*ABOUT THIS TASK:* Work out the count of lines in the entries below that include "LazyResponse", and write only that count.
---
//! Command-line parsing for the SED fitter.
//!
//! The goal of this module is to keep **argument parsing** and **command dispatch**
//! separate from the fitting code.

use std::path::PathBuf;

use clap::{Args, Parser, Subcommand};

use crate::domain::{DataClass, InputSource, LowEnergyRange, ModelKind};
use crate::fit::FitMethod;

/// Top-level CLI.
#[derive(Debug, Parser)]
#[command(name = "sedfit", version, about = "Gamma-ray SED fitting per spatial bin")]
pub struct Cli {
    /// Log level (`error`, `warn`, `info`, `debug`, `trace`); `RUST_LOG` takes precedence.
    #[arg(long, global = true, default_value = "info")]
    pub log_level: String,

    #[command(subcommand)]
    pub command: Command,
}

/// CLI subcommands.
#[derive(Debug, Subcommand)]
pub enum Command {
    /// Fit spectral models to every spatial bin of a profile dictionary.
    Fit(FitArgs),
    /// Fit a seeded synthetic dataset and print the summary.
    Demo(DemoArgs),
}

/// Options shared by `fit` and `demo`.
#[derive(Debug, Args, Clone)]
pub struct ModelArgs {
    /// Models to fit (comma separated).
    #[arg(long = "model", value_enum, value_delimiter = ',', default_values_t = [ModelKind::LogParabola])]
    pub models: Vec<ModelKind>,

    /// Objective: staged Poisson likelihood or single-stage chi-square.
    #[arg(long, value_enum, default_value_t = FitMethod::Likelihood)]
    pub method: FitMethod,

    /// Fit power-law, IC and pi0 models without the exponential cutoff.
    #[arg(long)]
    pub no_cutoff: bool,

    /// First energy bin of the fit window.
    #[arg(long, default_value_t = 4)]
    pub fit_min: usize,

    /// One past the last energy bin of the fit window.
    #[arg(long, default_value_t = 18)]
    pub fit_max: usize,

    /// Standard deviations below this many counts are raised to it (0 disables).
    #[arg(long, default_value_t = 1.0)]
    pub uncertainty_floor: f64,

    /// Flat offset added to the SED error bars.
    #[arg(long, default_value_t = 0.0)]
    pub uncertainty_offset: f64,

    /// Wall-clock limit per minimization stage, in seconds (0 disables).
    #[arg(long, default_value_t = 120)]
    pub stage_timeout: u64,
}

/// Options of `sedfit fit`.
#[derive(Debug, Args, Clone)]
pub struct FitArgs {
    /// Event class of the photon selection.
    #[arg(short = 'c', long, value_enum, default_value_t = DataClass::Source)]
    pub data_class: DataClass,

    /// Low-energy range of the dictionaries (0: 0.3-1.0, 1: 0.3-0.5, 2: 0.5-1.0, 3: 1.0-2.2 GeV).
    #[arg(short = 'E', long = "lowE-range", value_enum, default_value_t = LowEnergyRange::Baseline)]
    pub energy_range: LowEnergyRange,

    /// Input selection of the signal profiles.
    #[arg(short = 'i', long, value_enum, default_value_t = InputSource::LowE)]
    pub input_data: InputSource,

    /// Directory containing `dct/Low_energy_range*/`.
    #[arg(long, default_value = ".")]
    pub root: PathBuf,

    /// Directory with the `Standard_0_0_{height}_Flux.csv` ISRF tables.
    #[arg(long, default_value = "ISRF_flux")]
    pub isrf_dir: PathBuf,

    /// Output directory of the fit records.
    #[arg(long, default_value = "plot_dct")]
    pub out: PathBuf,

    /// Do not write per-bin fit records.
    #[arg(long)]
    pub no_save: bool,

    #[command(flatten)]
    pub model: ModelArgs,
}

/// Options of `sedfit demo`.
#[derive(Debug, Args, Clone)]
pub struct DemoArgs {
    /// Number of latitude rows.
    #[arg(long, default_value_t = 3)]
    pub n_lat: usize,

    /// Number of longitude columns.
    #[arg(long, default_value_t = 2)]
    pub n_lon: usize,

    /// Seed of the synthetic noise.
    #[arg(long, default_value_t = 7)]
    pub seed: u64,

    /// Also write fit records into this directory.
    #[arg(long)]
    pub out: Option<PathBuf>,

    #[command(flatten)]
    pub model: ModelArgs,
}
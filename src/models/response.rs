//! Integral-transform models: particle spectrum × production kernel.
//!
//! Inverse-Compton and pion-decay SEDs are linear in the particle spectrum:
//!
//! ```text
//! SED(E_γ) = Σ_j R_j(E_γ) s_j(params)
//! ```
//!
//! where `s_j` is the particle spectrum on a fixed log grid and `R(E_γ)` is a
//! response row that already contains the kernel integral and the quadrature
//! weights. Rows are expensive and parameter independent, so they are computed
//! on first use and memoised per photon energy bin.

use std::sync::OnceLock;

use crate::domain::ModelKind;
use crate::models::{Spectrum, third};

/// Production kernel of an integral-transform model.
pub trait ResponseKernel: Sync {
    /// Particle grid (GeV) on which the particle spectrum is evaluated.
    fn particle_grid(&self) -> &[f64];

    /// Response row at photon energy `e_gamma` (GeV), one entry per grid point.
    fn row(&self, e_gamma: f64) -> Vec<f64>;

    /// Particle spectrum for `[N0, Γ, invEcut]` on [`Self::particle_grid`].
    fn particle_spectrum(&self, params: &[f64]) -> Vec<f64> {
        let (n0, gamma, inv) = (params[0], params[1], third(params));
        self.particle_grid()
            .iter()
            .map(|&x| n0 * x.powf(-gamma) * (-x * inv).exp())
            .collect()
    }
}

/// Response rows computed on demand, one slot per photon energy bin.
pub struct LazyResponse<K> {
    kernel: K,
    energies: Vec<f64>,
    rows: Vec<OnceLock<Vec<f64>>>,
}

impl<K: ResponseKernel> LazyResponse<K> {
    pub fn new(kernel: K, energies: Vec<f64>) -> Self {
        let rows = energies.iter().map(|_| OnceLock::new()).collect();
        Self { kernel, energies, rows }
    }

    pub fn kernel(&self) -> &K {
        &self.kernel
    }

    pub fn energies(&self) -> &[f64] {
        &self.energies
    }

    /// Row of bin `bin`, computed on first access.
    pub fn row(&self, bin: usize) -> &[f64] {
        self.rows[bin].get_or_init(|| self.kernel.row(self.energies[bin]))
    }

    /// `Σ_j R_j s_j` for bin `bin`.
    pub fn fold(&self, bin: usize, spectrum: &[f64]) -> f64 {
        self.row(bin).iter().zip(spectrum).map(|(r, s)| r * s).sum()
    }

    /// Number of rows computed so far.
    pub fn computed_rows(&self) -> usize {
        self.rows.iter().filter(|r| r.get().is_some()).count()
    }
}

/// A [`Spectrum`] backed by a [`LazyResponse`].
pub struct ResponseSpectrum<K> {
    kind: ModelKind,
    response: LazyResponse<K>,
}

impl<K: ResponseKernel> ResponseSpectrum<K> {
    pub fn new(kind: ModelKind, kernel: K, energies: Vec<f64>) -> Self {
        Self {
            kind,
            response: LazyResponse::new(kernel, energies),
        }
    }

    pub fn response(&self) -> &LazyResponse<K> {
        &self.response
    }
}

impl<K: ResponseKernel> Spectrum for ResponseSpectrum<K> {
    fn kind(&self) -> ModelKind {
        self.kind
    }

    fn energies(&self) -> &[f64] {
        self.response.energies()
    }

    fn sed(&self, params: &[f64], bin: usize) -> f64 {
        let spectrum = self.response.kernel().particle_spectrum(params);
        self.response.fold(bin, &spectrum)
    }
}

#[cfg(test)]
mod tests {
    use super::*;
    use std::sync::atomic::{AtomicUsize, Ordering};

    struct CountingKernel {
        grid: Vec<f64>,
        calls: AtomicUsize,
    }

    impl ResponseKernel for CountingKernel {
        fn particle_grid(&self) -> &[f64] {
            &self.grid
        }

        fn row(&self, e_gamma: f64) -> Vec<f64> {
            self.calls.fetch_add(1, Ordering::Relaxed);
            self.grid.iter().map(|_| e_gamma).collect()
        }
    }

    #[test]
    fn rows_are_computed_once_and_only_when_requested() {
        let kernel = CountingKernel {
            grid: vec![1.0, 2.0],
            calls: AtomicUsize::new(0),
        };
        let model = ResponseSpectrum::new(ModelKind::PionDecay, kernel, vec![1.0, 2.0, 3.0, 4.0]);
        let params = [1.0, 0.0, 0.0];

        assert_eq!(model.sed(&params, 2), 6.0);
        assert_eq!(model.sed(&[2.0, 0.0], 2), 12.0);
        assert_eq!(model.response().computed_rows(), 1);
        assert_eq!(model.response().kernel().calls.load(Ordering::Relaxed), 1);
    }
}
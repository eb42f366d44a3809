use std::process::ExitCode;

fn main() -> ExitCode {
    match sed_fit::app::run() {
        Ok(()) => ExitCode::SUCCESS,
        Err(err) => {
            eprintln!("{err}");
            ExitCode::from(err.exit_code())
        }
    }
}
---
*WRITTEN RESPONSE:* 6